Les sujets traités par TDM ont souvent une ambition inclusive. Ils donnent la parole à des publics qui ne l’ont jamais ou presque, des personnes qui font partie de groupes minoritaires. Le plus souvent, celles que l’on voit dans les médias grand public sont des hommes blancs. Selon le baromètre 2019 de l’AJP (Association des Journalistes Professionnels) sur l’égalité et la diversité dans la presse quotidienne, peu de progrès ont été observés sur les 6 dernières années. Le baromètre du CSA relatif à la diversité constate même une baisse de la visibilité de la diversité dans les médias audiovisuels belges. Seules 13 % des expert·es consulté·es sont des femmes et 6,25 % proviennent de la diversité ethnique. 80 % des journalistes ou des photographes sont des hommes dont 98,6 % sont blancs [3] ! Ces chiffres ne parlent cependant que du genre et de l’ethnie des interlocuteur·rices de la presse quotidienne. L’orientation sexuelle, l’âge, la classe sociale, la religion, la mobilité, la santé mentale et bien d’autres caractéristiques peuvent être sources de discriminations et sont à prendre en compte lorsque l’on parle de diversité. Ces discriminations peuvent se combiner et créer des formes d’oppressions spécifiques. Par exemple, les femmes noires, confrontées à la fois au sexisme et au racisme, auront moins de chances d’être représentées dans les médias grand public que les femmes blanches.

Image de TDM tirée du tournage du court métrage « C’est quoi les migrations »

Le manque de diversité dans le traitement de l’information se révèle de différentes façons. On pense souvent au plus évident : le choix des personnes consultées pour parler d’un sujet, celles que l’on voit à l’écran. Mais les sujets abordés et les angles de traitement sont aussi des choix potentiellement discrimants. En effet, tous les sujets ne sont pas traités et certains le sont souvent de la même manière. C’est le cas, par exemple, des violences faites aux femmes qui ont longtemps été occultées de la sphère médiatique ou traitées comme de simples faits divers. Il s’agit pourtant d’un phénomène de société important. Ce constat peut s’expliquer, en partie, par le fait que ce sont principalement des hommes qui produisent l’information et occupent les postes de décision.

Les funérailles de l’Imam Rachid Haddach est un exemple récent de cette occultation. Cet Imam extrêmement populaire auprès de la communauté musulmane bruxelloise est décédé en février 2020 sans qu’aucun média d’information classique n’en ait parlé. Pourtant, plus de 5000 personnes s’étaient rassemblées pour lui rendre hommage [4]. Si les médias n’ont pas accordé d’importance à cet événement, c’est vraisemblablement parce qu’aucun journaliste n’a repéré cette information dès lors que la communauté musulmane n’est pas suffisamment représentée dans les rédactions.
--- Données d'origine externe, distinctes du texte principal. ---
//! Task data structures.
//!
//! An [`AgentTask`] is the executable unit of a plan: one role, one
//! description, a set of prerequisite task ids and a status that only the
//! scheduler and phase controller mutate.

use serde::{Deserialize, Deserializer, Serialize, Serializer};
use std::convert::Infallible;
use std::str::FromStr;

/// Role responsible for executing a task.
///
/// The built-in roles cover the specialists the planner assigns. Any other
/// name parses into [`AgentRole::Custom`] so new roles only need an executor
/// registration.
#[derive(Debug, Clone, PartialEq, Eq, Hash, PartialOrd, Ord)]
pub enum AgentRole {
    Architect,
    Frontend,
    Backend,
    Data,
    Qa,
    Security,
    Infra,
    Custom(String),
}

impl AgentRole {
    /// Every built-in role, in planning order.
    pub const BUILTIN: [AgentRole; 7] = [
        AgentRole::Architect,
        AgentRole::Frontend,
        AgentRole::Backend,
        AgentRole::Data,
        AgentRole::Qa,
        AgentRole::Security,
        AgentRole::Infra,
    ];

    /// Stable lowercase name used on disk and in logs.
    pub fn as_str(&self) -> &str {
        match self {
            AgentRole::Architect => "architect",
            AgentRole::Frontend => "frontend",
            AgentRole::Backend => "backend",
            AgentRole::Data => "data",
            AgentRole::Qa => "qa",
            AgentRole::Security => "security",
            AgentRole::Infra => "infra",
            AgentRole::Custom(name) => name,
        }
    }
}

impl std::fmt::Display for AgentRole {
    fn fmt(&self, f: &mut std::fmt::Formatter<'_>) -> std::fmt::Result {
        f.write_str(self.as_str())
    }
}

impl FromStr for AgentRole {
    type Err = Infallible;

    fn from_str(s: &str) -> Result<Self, Self::Err> {
        let role = match s.trim().to_lowercase().as_str() {
            "architect" => AgentRole::Architect,
            "frontend" => AgentRole::Frontend,
            "backend" => AgentRole::Backend,
            "data" => AgentRole::Data,
            "qa" => AgentRole::Qa,
            "security" => AgentRole::Security,
            "infra" => AgentRole::Infra,
            other => AgentRole::Custom(other.to_string()),
        };
        Ok(role)
    }
}

impl Serialize for AgentRole {
    fn serialize<S: Serializer>(&self, serializer: S) -> Result<S::Ok, S::Error> {
        serializer.serialize_str(self.as_str())
    }
}

impl<'de> Deserialize<'de> for AgentRole {
    fn deserialize<D: Deserializer<'de>>(deserializer: D) -> Result<Self, D::Error> {
        let raw = String::deserialize(deserializer)?;
        let Ok(role) = raw.parse::<AgentRole>();
        Ok(role)
    }
}

/// Status of a task.
#[derive(Debug, Clone, Copy, PartialEq, Eq, Serialize, Deserialize, Default, Hash)]
#[serde(rename_all = "snake_case")]
pub enum TaskStatus {
    /// Not yet dispatched
    #[default]
    Pending,
    /// Handed to an executor
    InProgress,
    /// Executor reported success
    Completed,
    /// Retries exhausted
    Failed,
    /// Completed but rejected by QA review
    ValidationRequired,
}

impl std::fmt::Display for TaskStatus {
    fn fmt(&self, f: &mut std::fmt::Formatter<'_>) -> std::fmt::Result {
        match self {
            TaskStatus::Pending => write!(f, "pending"),
            TaskStatus::InProgress => write!(f, "in_progress"),
            TaskStatus::Completed => write!(f, "completed"),
            TaskStatus::Failed => write!(f, "failed"),
            TaskStatus::ValidationRequired => write!(f, "validation_required"),
        }
    }
}

impl TaskStatus {
    /// Check if this status can no longer change through development.
    ///
    /// `Failed` and `ValidationRequired` never re-enter development.
    pub fn is_terminal(&self) -> bool {
        matches!(
            self,
            TaskStatus::Completed | TaskStatus::Failed | TaskStatus::ValidationRequired
        )
    }
}

/// A single executable task in a plan.
#[derive(Debug, Clone, Serialize, Deserialize, PartialEq)]
pub struct AgentTask {
    /// Unique identifier within the plan (e.g., "1a2b3c4d-mod-2")
    pub id: String,
    /// What the executor is asked to do
    pub description: String,
    /// Role whose executor runs this task
    pub assigned_role: AgentRole,
    /// Current status
    #[serde(default)]
    pub status: TaskStatus,
    /// Ids of tasks that must complete before this one
    #[serde(default)]
    pub dependencies: Vec<String>,
    /// Executor output on success
    #[serde(default, skip_serializing_if = "Option::is_none")]
    pub result: Option<serde_json::Value>,
    /// Last failure reason
    #[serde(default, skip_serializing_if = "Option::is_none")]
    pub error: Option<String>,
    /// Failed attempts so far
    #[serde(default)]
    pub retry_count: u32,
}

impl AgentTask {
    /// Create a new pending task.
    pub fn new(id: impl Into<String>, description: impl Into<String>, role: AgentRole) -> Self {
        Self {
            id: id.into(),
            description: description.into(),
            assigned_role: role,
            status: TaskStatus::Pending,
            dependencies: Vec::new(),
            result: None,
            error: None,
            retry_count: 0,
        }
    }

    /// Set the dependencies, dropping duplicates.
    pub fn with_dependencies<I, S>(mut self, deps: I) -> Self
    where
        I: IntoIterator<Item = S>,
        S: Into<String>,
    {
        for dep in deps {
            self.add_dependency(dep);
        }
        self
    }

    /// Add a dependency if it is not already present.
    pub fn add_dependency(&mut self, dep_id: impl Into<String>) {
        let dep_id = dep_id.into();
        if !self.dependencies.contains(&dep_id) {
            self.dependencies.push(dep_id);
        }
    }

    pub fn is_pending(&self) -> bool {
        self.status == TaskStatus::Pending
    }

    pub fn is_completed(&self) -> bool {
        self.status == TaskStatus::Completed
    }

    /// Mark this task as handed to its executor.
    pub fn start(&mut self) {
        self.status = TaskStatus::InProgress;
    }

    /// Mark this task as completed with the executor's output.
    pub fn complete(&mut self, result: serde_json::Value) {
        self.status = TaskStatus::Completed;
        self.result = Some(result);
        self.error = None;
    }

    /// Record a failed attempt without changing status.
    pub fn record_failure(&mut self, error: impl Into<String>) {
        self.retry_count += 1;
        self.error = Some(error.into());
    }

    /// Mark this task as permanently failed.
    pub fn fail(&mut self, error: impl Into<String>) {
        self.status = TaskStatus::Failed;
        self.error = Some(error.into());
    }

    /// Flag a completed task after a rejected QA review.
    pub fn require_validation(&mut self, reason: impl Into<String>) {
        self.status = TaskStatus::ValidationRequired;
        self.error = Some(reason.into());
    }
}

/// Status counts over a set of tasks.
#[derive(Debug, Clone, Copy, Default, PartialEq, Eq, Serialize, Deserialize)]
pub struct TaskStats {
    pub total: usize,
    pub pending: usize,
    pub in_progress: usize,
    pub completed: usize,
    pub failed: usize,
    pub validation_required: usize,
}

impl TaskStats {
    /// Count tasks by status.
    pub fn from_tasks(tasks: &[AgentTask]) -> Self {
        let mut stats = TaskStats {
            total: tasks.len(),
            ..Default::default()
        };
        for task in tasks {
            match task.status {
                TaskStatus::Pending => stats.pending += 1,
                TaskStatus::InProgress => stats.in_progress += 1,
                TaskStatus::Completed => stats.completed += 1,
                TaskStatus::Failed => stats.failed += 1,
                TaskStatus::ValidationRequired => stats.validation_required += 1,
            }
        }
        stats
    }
}

impl std::fmt::Display for TaskStats {
    fn fmt(&self, f: &mut std::fmt::Formatter<'_>) -> std::fmt::Result {
        write!(
            f,
            "{}/{} completed, {} failed, {} flagged for validation",
            self.completed, self.total, self.failed, self.validation_required
        )
    }
}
C’est dans ce contexte que toute une partie des sujets qui devraient être traités, parce qu’ils sont porteurs d’intérêt public, ne le sont pas.
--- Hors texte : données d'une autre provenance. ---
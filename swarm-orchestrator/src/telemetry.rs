//! Telemetry instrumentation for the orchestrator.
//!
//! This module provides:
//! - Span helpers for planning, phases, task dispatch and ledger writes
//! - Metrics for tracking task outcomes, retries and published artifacts
//! - Structured event helpers under the `swarm.events` target
//!
//! ## Spans
//!
//! - `swarm.planning` - Requirement parsing and plan generation
//! - `swarm.phase` - One workflow phase
//! - `swarm.task_execution` - Dispatch of a single task (all attempts)
//! - `swarm.ledger` - Ledger persistence
//!
//! ## Metrics
//!
//! - `swarm_tasks_completed` - Tasks completed (counter)
//! - `swarm_tasks_failed` - Tasks failed permanently (counter)
//! - `swarm_task_retries` - Failed attempts that were retried (counter)
//! - `swarm_validation_flags` - Tasks flagged by QA review (counter)
//! - `swarm_artifacts_published` - Artifacts published to the ledger (counter)
//! - `swarm_task_duration_seconds` - Task dispatch duration (histogram)

use crate::models::{AgentRole, ArtifactType, TaskStats, WorkflowPhase};
use opentelemetry::KeyValue;
use opentelemetry::metrics::{Counter, Histogram, Meter};
use std::sync::OnceLock;
use std::sync::atomic::{AtomicU64, Ordering};
use std::time::Instant;
use tracing::{Span, info_span};

static METRICS: OnceLock<SwarmMetrics> = OnceLock::new();

static OTEL_METRICS: OnceLock<SwarmOtelMetrics> = OnceLock::new();

/// Get or initialize the global metrics instance.
pub fn metrics() -> &'static SwarmMetrics {
    METRICS.get_or_init(SwarmMetrics::new)
}

/// Get or initialize the global OpenTelemetry metrics instance.
pub fn otel_metrics() -> &'static SwarmOtelMetrics {
    OTEL_METRICS.get_or_init(|| SwarmOtelMetrics::new(opentelemetry::global::meter("swarm")))
}

/// OpenTelemetry instruments.
pub struct SwarmOtelMetrics {
    pub tasks_completed_counter: Counter<u64>,
    pub tasks_failed_counter: Counter<u64>,
    pub task_retries_counter: Counter<u64>,
    pub validation_flags_counter: Counter<u64>,
    pub artifacts_published_counter: Counter<u64>,
    pub task_duration_histogram: Histogram<f64>,
}

impl SwarmOtelMetrics {
    pub fn new(meter: Meter) -> Self {
        Self {
            tasks_completed_counter: meter
                .u64_counter("swarm_tasks_completed")
                .with_description("Tasks completed successfully")
                .init(),
            tasks_failed_counter: meter
                .u64_counter("swarm_tasks_failed")
                .with_description("Tasks that failed after exhausting retries")
                .init(),
            task_retries_counter: meter
                .u64_counter("swarm_task_retries")
                .with_description("Failed task attempts")
                .init(),
            validation_flags_counter: meter
                .u64_counter("swarm_validation_flags")
                .with_description("Tasks flagged by QA review")
                .init(),
            artifacts_published_counter: meter
                .u64_counter("swarm_artifacts_published")
                .with_description("Artifacts published to the ledger")
                .init(),
            task_duration_histogram: meter
                .f64_histogram("swarm_task_duration_seconds")
                .with_description("Task dispatch duration in seconds")
                .init(),
        }
    }

    fn role_attr(role: &AgentRole) -> [KeyValue; 1] {
        [KeyValue::new("role", role.to_string())]
    }
}

/// Process-wide counters for local reporting.
#[derive(Debug, Default)]
pub struct SwarmMetrics {
    pub tasks_completed: AtomicU64,
    pub tasks_failed: AtomicU64,
    pub task_retries: AtomicU64,
    pub validation_flags: AtomicU64,
    pub artifacts_published: AtomicU64,
}

impl SwarmMetrics {
    pub fn new() -> Self {
        Self::default()
    }

    pub fn inc_tasks_completed(&self) {
        self.tasks_completed.fetch_add(1, Ordering::Relaxed);
    }

    pub fn inc_tasks_failed(&self) {
        self.tasks_failed.fetch_add(1, Ordering::Relaxed);
    }

    pub fn add_task_retries(&self, retries: u64) {
        self.task_retries.fetch_add(retries, Ordering::Relaxed);
    }

    pub fn inc_validation_flags(&self) {
        self.validation_flags.fetch_add(1, Ordering::Relaxed);
    }

    pub fn inc_artifacts_published(&self) {
        self.artifacts_published.fetch_add(1, Ordering::Relaxed);
    }

    pub fn get_tasks_completed(&self) -> u64 {
        self.tasks_completed.load(Ordering::Relaxed)
    }

    pub fn get_tasks_failed(&self) -> u64 {
        self.tasks_failed.load(Ordering::Relaxed)
    }

    pub fn get_task_retries(&self) -> u64 {
        self.task_retries.load(Ordering::Relaxed)
    }

    pub fn get_validation_flags(&self) -> u64 {
        self.validation_flags.load(Ordering::Relaxed)
    }

    pub fn get_artifacts_published(&self) -> u64 {
        self.artifacts_published.load(Ordering::Relaxed)
    }

    /// Reset all counters (useful for testing).
    pub fn reset(&self) {
        self.tasks_completed.store(0, Ordering::Relaxed);
        self.tasks_failed.store(0, Ordering::Relaxed);
        self.task_retries.store(0, Ordering::Relaxed);
        self.validation_flags.store(0, Ordering::Relaxed);
        self.artifacts_published.store(0, Ordering::Relaxed);
    }
}

// ============================================================================
// Span Helpers
// ============================================================================

pub fn planning_span(request_id: &str, mode: &str) -> Span {
    info_span!(
        "swarm.planning",
        otel.name = "Planning",
        request_id = %request_id,
        mode = %mode
    )
}

pub fn phase_span(phase: WorkflowPhase, request_id: &str) -> Span {
    info_span!(
        "swarm.phase",
        otel.name = "Workflow Phase",
        phase = %phase,
        request_id = %request_id
    )
}

pub fn task_execution_span(task_id: &str, role: &AgentRole) -> Span {
    info_span!(
        "swarm.task_execution",
        otel.name = "Task Execution",
        task_id = %task_id,
        role = %role
    )
}

pub fn ledger_span(operation: &str) -> Span {
    info_span!("swarm.ledger", otel.name = "Ledger", operation = %operation)
}

// ============================================================================
// Timing Helpers
// ============================================================================

/// A guard that logs its duration when dropped.
pub struct TimingGuard {
    start: Instant,
    name: String,
}

impl TimingGuard {
    pub fn new(name: impl Into<String>) -> Self {
        Self {
            start: Instant::now(),
            name: name.into(),
        }
    }

    pub fn elapsed_ms(&self) -> u64 {
        self.start.elapsed().as_millis() as u64
    }

    pub fn elapsed_secs(&self) -> f64 {
        self.start.elapsed().as_secs_f64()
    }
}

impl Drop for TimingGuard {
    fn drop(&mut self) {
        tracing::debug!(
            target: "swarm.timing",
            name = %self.name,
            duration_ms = %self.start.elapsed().as_millis(),
            "Operation completed"
        );
    }
}

pub fn start_timing(name: impl Into<String>) -> TimingGuard {
    TimingGuard::new(name)
}

// ============================================================================
// Event Logging Helpers
// ============================================================================

pub fn log_phase_start(phase: WorkflowPhase, request_id: &str) {
    tracing::info!(
        target: "swarm.events",
        event = "phase_start",
        phase = %phase,
        request_id = %request_id,
        "Entering phase"
    );
}

/// Log a fatal error with its phase, task and time of occurrence.
pub fn log_phase_error(phase: WorkflowPhase, task_id: Option<&str>, error: &str) {
    tracing::error!(
        target: "swarm.events",
        event = "phase_error",
        phase = %phase,
        task_id = %task_id.unwrap_or("-"),
        timestamp = %chrono::Utc::now().to_rfc3339(),
        error = %error,
        "Workflow aborted"
    );
}

pub fn log_task_start(task_id: &str, role: &AgentRole) {
    tracing::info!(
        target: "swarm.events",
        event = "task_start",
        task_id = %task_id,
        role = %role,
        "Dispatching task"
    );
}

/// Log a task outcome and update task metrics.
pub fn log_task_complete(
    task_id: &str,
    role: &AgentRole,
    success: bool,
    retries: u32,
    duration_secs: f64,
) {
    let attrs = SwarmOtelMetrics::role_attr(role);
    otel_metrics()
        .task_duration_histogram
        .record(duration_secs, &attrs);
    if retries > 0 {
        metrics().add_task_retries(u64::from(retries));
        otel_metrics()
            .task_retries_counter
            .add(u64::from(retries), &attrs);
    }

    if success {
        metrics().inc_tasks_completed();
        otel_metrics().tasks_completed_counter.add(1, &attrs);
        tracing::info!(
            target: "swarm.events",
            event = "task_complete",
            task_id = %task_id,
            retries = retries,
            duration_ms = (duration_secs * 1000.0) as u64,
            "Task completed"
        );
    } else {
        metrics().inc_tasks_failed();
        otel_metrics().tasks_failed_counter.add(1, &attrs);
        tracing::warn!(
            target: "swarm.events",
            event = "task_failed",
            task_id = %task_id,
            retries = retries,
            duration_ms = (duration_secs * 1000.0) as u64,
            "Task failed"
        );
    }
}

pub fn log_validation_flag(task_id: &str, reason: &str) {
    metrics().inc_validation_flags();
    otel_metrics().validation_flags_counter.add(1, &[]);
    tracing::warn!(
        target: "swarm.events",
        event = "validation_required",
        task_id = %task_id,
        reason = %reason,
        "QA review flagged task"
    );
}

pub fn log_artifact_published(artifact_id: &str, artifact_type: ArtifactType, role: &AgentRole) {
    metrics().inc_artifacts_published();
    otel_metrics()
        .artifacts_published_counter
        .add(1, &[KeyValue::new("type", artifact_type.to_string())]);
    tracing::debug!(
        target: "swarm.events",
        event = "artifact_published",
        artifact_id = %artifact_id,
        artifact_type = %artifact_type,
        role = %role,
        "Artifact published"
    );
}

pub fn log_deployment(environment: &str, success: bool, message: &str) {
    if success {
        tracing::info!(
            target: "swarm.events",
            event = "deployment",
            environment = %environment,
            message = %message,
            "Deployment triggered"
        );
    } else {
        tracing::warn!(
            target: "swarm.events",
            event = "deployment_failed",
            environment = %environment,
            message = %message,
            "Deployment failed"
        );
    }
}

pub fn log_completion(request_id: &str, stats: &TaskStats) {
    tracing::info!(
        target: "swarm.events",
        event = "completion",
        request_id = %request_id,
        total = stats.total,
        completed = stats.completed,
        validation_required = stats.validation_required,
        "Build completed"
    );
}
Des médias d’éducation permanente plus inclusifs

Sur base de ces constats, les médias d’éducation permanente prennent des initiatives. Il suffit de naviguer sur le site de TDM pour noter une différence dans le traitement de l’information. Sur TAM-TAM, un sujet aussi controversé que les salles de consommation à moindre risque (SCMR) de Liège n’est pas traité en interviewant Willy Demeyer, le bourgmestre de Liège, ni à travers l’avis de citoyens lambda. Ces sont les principaux intéressés, les usager·ères de drogues, qui ont la parole. « En tant que média d’éducation permanente, on a plus de temps et de marge de manœuvre pour traiter ces sujets. On ne doit pas trouver nos intervenants le jour même donc on peut se permettre d’aller chercher d’autres experts que ceux que l’on entend ou que l’on voit tout le temps. On peut aller chercher plus loin et faire ce travail de recherche d’intervenants qui n’ont pas assez la parole et qui militent pour les droits de ceux dont on ne parle pas ». Pour faciliter ce travail de recherche, TDM consulte Expertalia, un catalogue d’expert·es qui valorise des spécialistes de la diversité. « Après, je pense qu’on peut aller encore plus loin en termes de diversité ethnique dans nos sujets car on en fait jamais trop pour la diversité  ».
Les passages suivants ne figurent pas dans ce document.